→ **Work required**
Which lines in the records below contain the word "types"? Copy each of them.

→ **Material shown**
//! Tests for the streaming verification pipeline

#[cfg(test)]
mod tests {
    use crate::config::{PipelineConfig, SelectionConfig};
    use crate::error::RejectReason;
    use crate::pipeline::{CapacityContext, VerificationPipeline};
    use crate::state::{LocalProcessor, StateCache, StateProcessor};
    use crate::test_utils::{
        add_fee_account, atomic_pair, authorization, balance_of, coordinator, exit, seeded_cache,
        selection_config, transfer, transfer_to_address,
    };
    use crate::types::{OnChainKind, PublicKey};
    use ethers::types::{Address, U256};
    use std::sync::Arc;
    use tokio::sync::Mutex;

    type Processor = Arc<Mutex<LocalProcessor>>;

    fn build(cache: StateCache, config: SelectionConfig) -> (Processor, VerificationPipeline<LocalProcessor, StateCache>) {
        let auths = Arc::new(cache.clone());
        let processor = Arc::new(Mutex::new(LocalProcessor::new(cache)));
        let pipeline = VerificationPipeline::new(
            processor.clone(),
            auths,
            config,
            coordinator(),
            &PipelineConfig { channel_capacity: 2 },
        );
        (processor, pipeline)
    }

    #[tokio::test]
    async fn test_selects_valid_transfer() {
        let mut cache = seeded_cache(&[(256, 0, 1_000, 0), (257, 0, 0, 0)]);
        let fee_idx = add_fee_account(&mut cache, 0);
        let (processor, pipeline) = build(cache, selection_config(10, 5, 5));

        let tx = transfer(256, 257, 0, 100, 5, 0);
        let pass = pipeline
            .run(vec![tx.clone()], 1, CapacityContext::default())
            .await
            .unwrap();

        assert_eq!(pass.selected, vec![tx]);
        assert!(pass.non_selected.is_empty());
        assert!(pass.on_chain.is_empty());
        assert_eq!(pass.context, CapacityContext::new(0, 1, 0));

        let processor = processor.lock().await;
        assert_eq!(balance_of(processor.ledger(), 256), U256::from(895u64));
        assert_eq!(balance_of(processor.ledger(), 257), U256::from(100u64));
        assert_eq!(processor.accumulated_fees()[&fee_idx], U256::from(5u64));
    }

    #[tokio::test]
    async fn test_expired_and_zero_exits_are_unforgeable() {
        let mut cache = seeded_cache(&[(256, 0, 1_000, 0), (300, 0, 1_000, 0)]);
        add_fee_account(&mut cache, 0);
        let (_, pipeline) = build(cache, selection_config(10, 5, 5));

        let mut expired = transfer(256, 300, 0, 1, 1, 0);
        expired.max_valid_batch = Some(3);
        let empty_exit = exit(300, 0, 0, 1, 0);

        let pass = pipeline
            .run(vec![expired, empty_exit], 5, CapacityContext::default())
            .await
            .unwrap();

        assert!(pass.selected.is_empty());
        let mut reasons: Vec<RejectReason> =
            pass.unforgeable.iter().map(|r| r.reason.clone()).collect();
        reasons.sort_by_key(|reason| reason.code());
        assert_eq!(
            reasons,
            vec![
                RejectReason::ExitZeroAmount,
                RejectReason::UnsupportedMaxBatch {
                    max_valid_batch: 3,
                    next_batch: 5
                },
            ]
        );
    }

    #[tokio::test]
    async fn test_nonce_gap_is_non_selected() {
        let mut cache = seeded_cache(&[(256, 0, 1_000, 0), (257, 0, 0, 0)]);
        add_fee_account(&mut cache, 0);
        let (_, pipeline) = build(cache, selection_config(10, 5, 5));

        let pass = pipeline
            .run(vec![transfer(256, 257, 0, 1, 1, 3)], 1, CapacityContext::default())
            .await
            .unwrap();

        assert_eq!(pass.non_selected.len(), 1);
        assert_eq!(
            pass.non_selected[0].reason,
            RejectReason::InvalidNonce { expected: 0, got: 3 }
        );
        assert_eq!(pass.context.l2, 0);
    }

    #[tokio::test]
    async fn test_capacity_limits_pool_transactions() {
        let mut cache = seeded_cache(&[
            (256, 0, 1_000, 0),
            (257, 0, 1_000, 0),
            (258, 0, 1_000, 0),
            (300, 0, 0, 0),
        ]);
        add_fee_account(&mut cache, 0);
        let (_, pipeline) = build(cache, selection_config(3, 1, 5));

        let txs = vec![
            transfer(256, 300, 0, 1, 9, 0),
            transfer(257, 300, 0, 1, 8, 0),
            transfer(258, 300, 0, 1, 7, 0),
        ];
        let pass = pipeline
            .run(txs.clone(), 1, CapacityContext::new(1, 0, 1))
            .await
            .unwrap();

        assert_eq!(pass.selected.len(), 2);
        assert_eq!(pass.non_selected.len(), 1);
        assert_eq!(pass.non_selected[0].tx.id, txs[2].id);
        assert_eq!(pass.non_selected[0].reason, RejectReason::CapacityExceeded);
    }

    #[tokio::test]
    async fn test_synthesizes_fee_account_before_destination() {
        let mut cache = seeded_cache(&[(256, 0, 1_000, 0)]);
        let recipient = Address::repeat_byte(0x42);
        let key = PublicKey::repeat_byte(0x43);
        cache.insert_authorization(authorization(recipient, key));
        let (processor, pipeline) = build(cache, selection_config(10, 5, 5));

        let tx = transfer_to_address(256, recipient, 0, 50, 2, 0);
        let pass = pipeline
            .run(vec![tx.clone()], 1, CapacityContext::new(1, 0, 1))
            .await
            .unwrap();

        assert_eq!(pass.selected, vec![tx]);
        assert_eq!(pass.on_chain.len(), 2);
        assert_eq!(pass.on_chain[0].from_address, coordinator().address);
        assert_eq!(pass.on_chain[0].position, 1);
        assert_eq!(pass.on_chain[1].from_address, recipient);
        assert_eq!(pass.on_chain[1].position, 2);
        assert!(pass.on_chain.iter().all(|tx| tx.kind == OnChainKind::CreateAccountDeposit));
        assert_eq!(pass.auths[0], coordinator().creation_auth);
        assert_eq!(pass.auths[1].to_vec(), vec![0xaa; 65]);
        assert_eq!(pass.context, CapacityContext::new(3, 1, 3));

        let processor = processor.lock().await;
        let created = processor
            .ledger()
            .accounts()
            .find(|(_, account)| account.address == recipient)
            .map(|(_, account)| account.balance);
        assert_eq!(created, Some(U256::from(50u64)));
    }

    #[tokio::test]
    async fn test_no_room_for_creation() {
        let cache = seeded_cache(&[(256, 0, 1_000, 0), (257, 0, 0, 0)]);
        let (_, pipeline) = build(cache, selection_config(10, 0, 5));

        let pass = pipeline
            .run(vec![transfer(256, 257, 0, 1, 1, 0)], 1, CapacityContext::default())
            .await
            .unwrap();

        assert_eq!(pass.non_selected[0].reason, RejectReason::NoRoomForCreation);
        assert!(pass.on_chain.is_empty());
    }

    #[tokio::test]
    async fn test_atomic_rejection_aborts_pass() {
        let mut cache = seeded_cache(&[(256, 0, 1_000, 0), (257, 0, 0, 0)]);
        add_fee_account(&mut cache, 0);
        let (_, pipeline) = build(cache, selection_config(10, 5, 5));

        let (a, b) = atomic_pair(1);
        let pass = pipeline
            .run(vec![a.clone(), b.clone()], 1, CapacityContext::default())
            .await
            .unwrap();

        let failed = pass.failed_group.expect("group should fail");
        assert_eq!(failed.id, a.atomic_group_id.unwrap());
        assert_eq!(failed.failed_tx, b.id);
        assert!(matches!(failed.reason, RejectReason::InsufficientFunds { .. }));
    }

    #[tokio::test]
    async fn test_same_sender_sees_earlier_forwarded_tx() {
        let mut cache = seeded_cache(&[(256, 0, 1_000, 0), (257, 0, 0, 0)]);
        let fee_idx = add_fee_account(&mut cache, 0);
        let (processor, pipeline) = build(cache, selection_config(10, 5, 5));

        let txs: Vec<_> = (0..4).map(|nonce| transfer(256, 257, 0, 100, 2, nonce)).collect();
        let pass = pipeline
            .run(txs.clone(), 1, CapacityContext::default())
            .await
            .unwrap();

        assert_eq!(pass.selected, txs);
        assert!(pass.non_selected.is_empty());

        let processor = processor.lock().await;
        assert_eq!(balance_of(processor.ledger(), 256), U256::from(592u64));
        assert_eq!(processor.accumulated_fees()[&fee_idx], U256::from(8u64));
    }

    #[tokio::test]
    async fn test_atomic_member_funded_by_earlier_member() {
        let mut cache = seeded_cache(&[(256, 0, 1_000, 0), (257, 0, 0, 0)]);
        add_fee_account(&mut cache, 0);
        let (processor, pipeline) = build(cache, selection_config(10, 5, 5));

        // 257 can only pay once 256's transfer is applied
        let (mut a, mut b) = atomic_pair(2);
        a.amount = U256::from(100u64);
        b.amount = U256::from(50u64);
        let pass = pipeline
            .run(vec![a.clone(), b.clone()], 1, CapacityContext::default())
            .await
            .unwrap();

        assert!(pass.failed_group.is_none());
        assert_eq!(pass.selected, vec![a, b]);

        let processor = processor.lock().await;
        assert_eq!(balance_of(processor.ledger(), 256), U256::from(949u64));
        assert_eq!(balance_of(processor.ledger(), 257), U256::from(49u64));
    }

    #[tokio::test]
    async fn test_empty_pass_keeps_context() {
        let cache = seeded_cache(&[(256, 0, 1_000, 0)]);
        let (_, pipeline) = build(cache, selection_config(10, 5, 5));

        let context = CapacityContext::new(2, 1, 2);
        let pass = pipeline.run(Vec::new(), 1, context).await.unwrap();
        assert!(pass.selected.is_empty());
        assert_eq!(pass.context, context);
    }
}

→ **Your response**
    use crate::types::{OnChainKind, PublicKey};
    use ethers::types::{Address, U256};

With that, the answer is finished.